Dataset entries
- - - -
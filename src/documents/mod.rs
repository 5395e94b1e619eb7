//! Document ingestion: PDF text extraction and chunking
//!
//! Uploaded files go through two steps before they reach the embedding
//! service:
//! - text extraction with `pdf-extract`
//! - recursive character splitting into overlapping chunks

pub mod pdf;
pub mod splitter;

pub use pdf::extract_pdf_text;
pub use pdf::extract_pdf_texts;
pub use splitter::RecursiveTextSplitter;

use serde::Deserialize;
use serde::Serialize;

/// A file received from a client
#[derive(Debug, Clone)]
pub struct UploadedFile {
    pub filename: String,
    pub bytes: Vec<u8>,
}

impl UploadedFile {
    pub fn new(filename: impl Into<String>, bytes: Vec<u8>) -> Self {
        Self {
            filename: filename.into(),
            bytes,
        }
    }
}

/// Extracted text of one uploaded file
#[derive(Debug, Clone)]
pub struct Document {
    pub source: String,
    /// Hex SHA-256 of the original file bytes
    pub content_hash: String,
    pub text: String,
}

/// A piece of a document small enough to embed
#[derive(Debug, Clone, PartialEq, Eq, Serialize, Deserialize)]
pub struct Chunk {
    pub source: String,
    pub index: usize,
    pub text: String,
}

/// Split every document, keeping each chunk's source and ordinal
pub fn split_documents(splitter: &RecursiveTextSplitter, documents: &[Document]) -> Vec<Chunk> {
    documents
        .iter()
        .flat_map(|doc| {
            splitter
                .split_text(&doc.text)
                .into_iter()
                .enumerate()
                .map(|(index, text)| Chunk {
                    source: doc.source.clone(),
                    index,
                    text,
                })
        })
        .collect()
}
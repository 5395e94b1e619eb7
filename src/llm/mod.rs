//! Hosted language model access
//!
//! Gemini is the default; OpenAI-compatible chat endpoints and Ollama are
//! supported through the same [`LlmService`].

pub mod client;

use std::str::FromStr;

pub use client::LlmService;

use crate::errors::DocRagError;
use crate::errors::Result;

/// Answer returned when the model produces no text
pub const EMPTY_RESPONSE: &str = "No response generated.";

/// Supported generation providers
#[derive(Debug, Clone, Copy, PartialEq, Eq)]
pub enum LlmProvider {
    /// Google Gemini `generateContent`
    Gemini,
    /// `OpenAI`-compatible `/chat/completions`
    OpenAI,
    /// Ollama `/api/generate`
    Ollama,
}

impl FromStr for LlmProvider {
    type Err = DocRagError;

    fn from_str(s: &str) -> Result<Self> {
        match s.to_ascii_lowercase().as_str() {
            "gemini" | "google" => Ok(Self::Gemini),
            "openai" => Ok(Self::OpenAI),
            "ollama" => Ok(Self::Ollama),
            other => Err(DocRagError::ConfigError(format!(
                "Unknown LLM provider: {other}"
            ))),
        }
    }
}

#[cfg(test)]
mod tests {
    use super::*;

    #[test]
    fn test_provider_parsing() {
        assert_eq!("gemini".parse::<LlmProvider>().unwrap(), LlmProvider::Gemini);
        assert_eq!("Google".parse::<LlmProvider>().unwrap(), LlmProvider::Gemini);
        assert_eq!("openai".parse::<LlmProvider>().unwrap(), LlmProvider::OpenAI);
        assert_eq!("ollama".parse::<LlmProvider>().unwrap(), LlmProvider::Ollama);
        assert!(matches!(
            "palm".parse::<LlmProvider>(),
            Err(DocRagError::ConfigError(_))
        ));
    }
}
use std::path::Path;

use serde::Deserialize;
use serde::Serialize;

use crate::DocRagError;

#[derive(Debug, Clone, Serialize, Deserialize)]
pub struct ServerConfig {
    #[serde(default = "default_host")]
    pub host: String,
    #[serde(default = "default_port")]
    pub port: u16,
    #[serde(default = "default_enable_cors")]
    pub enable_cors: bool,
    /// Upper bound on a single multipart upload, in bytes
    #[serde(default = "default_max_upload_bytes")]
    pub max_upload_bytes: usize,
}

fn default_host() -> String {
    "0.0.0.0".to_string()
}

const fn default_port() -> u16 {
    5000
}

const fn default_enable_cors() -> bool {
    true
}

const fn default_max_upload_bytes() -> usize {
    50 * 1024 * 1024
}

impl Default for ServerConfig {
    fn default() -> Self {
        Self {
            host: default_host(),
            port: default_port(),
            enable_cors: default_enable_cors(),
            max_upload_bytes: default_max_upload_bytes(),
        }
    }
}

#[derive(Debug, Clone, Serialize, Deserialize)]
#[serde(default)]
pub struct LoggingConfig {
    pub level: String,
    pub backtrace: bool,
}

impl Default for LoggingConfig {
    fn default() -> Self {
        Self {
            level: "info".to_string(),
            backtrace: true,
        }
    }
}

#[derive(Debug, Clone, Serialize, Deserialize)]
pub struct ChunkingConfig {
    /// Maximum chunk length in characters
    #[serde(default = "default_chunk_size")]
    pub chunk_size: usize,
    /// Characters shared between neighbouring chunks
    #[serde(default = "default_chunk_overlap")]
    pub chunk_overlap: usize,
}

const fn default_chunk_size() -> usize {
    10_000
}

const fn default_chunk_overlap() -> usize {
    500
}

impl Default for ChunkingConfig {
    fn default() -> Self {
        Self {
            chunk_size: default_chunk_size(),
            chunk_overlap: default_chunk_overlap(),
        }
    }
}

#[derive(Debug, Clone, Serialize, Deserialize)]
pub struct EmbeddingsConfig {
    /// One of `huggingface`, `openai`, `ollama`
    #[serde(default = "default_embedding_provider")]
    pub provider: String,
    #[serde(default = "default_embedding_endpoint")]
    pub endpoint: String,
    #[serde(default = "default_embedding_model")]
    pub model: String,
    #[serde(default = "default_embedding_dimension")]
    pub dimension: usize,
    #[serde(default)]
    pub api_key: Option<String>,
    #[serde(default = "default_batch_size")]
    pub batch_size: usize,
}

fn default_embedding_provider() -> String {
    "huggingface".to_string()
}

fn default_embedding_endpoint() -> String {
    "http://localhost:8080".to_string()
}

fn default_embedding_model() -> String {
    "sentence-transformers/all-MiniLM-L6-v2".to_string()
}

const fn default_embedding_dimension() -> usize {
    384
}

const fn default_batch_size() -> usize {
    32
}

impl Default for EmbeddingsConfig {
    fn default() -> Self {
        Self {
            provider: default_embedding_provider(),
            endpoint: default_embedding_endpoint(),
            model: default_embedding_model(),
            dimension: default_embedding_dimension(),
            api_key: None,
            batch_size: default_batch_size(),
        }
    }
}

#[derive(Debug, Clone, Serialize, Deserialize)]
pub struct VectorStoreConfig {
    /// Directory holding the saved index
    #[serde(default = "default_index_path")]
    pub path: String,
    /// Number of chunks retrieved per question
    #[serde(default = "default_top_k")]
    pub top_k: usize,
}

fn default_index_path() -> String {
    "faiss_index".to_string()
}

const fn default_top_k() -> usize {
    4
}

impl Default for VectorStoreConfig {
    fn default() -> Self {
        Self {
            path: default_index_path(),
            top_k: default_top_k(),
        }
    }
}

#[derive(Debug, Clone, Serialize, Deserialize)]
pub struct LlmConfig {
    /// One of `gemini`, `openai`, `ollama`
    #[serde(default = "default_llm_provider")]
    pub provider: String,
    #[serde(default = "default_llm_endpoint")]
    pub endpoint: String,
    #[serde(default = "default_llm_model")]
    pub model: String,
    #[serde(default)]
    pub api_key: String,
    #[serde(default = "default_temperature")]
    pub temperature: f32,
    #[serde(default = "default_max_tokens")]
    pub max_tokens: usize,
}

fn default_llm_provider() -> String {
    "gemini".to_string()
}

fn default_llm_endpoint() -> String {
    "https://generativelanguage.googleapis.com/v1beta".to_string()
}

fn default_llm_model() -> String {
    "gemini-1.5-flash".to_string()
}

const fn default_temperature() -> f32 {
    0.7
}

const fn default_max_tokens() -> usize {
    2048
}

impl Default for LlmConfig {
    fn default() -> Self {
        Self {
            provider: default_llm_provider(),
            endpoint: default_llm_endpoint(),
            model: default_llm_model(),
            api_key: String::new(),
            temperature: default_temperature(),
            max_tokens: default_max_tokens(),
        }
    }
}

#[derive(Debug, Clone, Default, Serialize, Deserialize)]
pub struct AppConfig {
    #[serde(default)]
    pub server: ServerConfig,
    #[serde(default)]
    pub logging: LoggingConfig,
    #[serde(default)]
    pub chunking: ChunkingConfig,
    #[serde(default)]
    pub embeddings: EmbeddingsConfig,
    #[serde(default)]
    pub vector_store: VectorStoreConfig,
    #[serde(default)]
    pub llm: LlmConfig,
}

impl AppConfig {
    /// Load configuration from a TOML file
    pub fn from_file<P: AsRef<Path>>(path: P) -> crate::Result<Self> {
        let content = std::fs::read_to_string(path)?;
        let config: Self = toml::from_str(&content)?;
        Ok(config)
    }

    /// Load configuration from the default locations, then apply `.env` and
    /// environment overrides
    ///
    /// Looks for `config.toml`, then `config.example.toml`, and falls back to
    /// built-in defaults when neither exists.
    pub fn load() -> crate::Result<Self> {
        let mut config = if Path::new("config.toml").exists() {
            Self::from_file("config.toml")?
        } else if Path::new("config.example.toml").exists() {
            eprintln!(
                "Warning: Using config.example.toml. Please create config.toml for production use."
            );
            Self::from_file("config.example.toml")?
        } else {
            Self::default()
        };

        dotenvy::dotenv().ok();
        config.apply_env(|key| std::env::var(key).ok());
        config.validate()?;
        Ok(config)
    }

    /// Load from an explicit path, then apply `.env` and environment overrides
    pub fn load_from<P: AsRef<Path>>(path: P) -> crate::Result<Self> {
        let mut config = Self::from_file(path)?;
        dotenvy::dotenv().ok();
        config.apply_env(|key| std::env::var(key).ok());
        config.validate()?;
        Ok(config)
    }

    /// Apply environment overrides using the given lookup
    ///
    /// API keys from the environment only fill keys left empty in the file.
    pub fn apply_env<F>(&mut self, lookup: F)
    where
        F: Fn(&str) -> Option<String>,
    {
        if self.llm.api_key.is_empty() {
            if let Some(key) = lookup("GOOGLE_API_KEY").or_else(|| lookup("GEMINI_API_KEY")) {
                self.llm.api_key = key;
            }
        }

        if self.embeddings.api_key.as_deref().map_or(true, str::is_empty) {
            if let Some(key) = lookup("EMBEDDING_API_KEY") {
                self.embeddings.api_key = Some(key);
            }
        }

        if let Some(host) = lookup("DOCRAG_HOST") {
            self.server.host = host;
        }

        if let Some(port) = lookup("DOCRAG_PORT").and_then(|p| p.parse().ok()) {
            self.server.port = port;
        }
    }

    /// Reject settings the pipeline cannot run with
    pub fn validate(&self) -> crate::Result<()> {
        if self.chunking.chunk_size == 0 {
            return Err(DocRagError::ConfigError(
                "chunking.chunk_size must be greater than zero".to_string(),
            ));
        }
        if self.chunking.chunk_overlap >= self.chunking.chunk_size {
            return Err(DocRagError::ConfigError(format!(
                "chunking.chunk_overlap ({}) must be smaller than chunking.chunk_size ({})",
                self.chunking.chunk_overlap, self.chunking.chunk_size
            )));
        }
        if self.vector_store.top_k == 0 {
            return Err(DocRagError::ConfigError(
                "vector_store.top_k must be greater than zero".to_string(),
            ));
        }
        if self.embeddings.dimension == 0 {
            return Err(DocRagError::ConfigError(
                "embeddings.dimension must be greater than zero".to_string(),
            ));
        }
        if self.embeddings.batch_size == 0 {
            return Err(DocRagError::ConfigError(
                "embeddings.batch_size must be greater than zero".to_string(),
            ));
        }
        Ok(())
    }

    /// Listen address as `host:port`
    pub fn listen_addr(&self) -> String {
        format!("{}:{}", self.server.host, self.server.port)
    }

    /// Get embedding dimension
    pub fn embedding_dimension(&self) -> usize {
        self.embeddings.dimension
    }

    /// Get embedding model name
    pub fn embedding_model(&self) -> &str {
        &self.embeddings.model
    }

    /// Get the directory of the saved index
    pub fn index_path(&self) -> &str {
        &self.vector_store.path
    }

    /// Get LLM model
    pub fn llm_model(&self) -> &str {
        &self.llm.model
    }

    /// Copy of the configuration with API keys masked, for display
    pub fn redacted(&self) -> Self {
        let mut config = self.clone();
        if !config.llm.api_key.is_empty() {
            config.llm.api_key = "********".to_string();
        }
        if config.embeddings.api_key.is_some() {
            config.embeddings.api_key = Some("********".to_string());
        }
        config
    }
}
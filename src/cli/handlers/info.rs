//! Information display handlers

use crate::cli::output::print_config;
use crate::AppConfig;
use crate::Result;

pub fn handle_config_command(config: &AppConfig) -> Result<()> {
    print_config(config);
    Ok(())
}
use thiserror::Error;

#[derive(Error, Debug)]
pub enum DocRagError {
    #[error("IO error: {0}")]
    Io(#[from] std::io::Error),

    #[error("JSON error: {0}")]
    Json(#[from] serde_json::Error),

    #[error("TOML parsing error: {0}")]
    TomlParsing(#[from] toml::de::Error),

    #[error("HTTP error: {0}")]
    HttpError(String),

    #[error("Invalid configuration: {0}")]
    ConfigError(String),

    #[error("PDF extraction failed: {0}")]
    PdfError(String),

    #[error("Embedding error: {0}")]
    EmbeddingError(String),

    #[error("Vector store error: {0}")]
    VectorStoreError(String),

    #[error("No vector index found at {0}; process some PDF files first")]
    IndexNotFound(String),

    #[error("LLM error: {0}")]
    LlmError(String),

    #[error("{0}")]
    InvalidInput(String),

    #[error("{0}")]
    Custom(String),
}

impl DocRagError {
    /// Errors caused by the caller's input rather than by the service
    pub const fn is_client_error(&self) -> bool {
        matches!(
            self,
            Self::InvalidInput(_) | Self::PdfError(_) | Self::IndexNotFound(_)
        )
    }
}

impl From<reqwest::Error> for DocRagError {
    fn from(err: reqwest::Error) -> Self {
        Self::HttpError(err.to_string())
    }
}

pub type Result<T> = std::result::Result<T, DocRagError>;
- - - -
**What you have to do**
Say how many lines in the entries above contain the string "through", offering no other words.

**Solution to this task**
2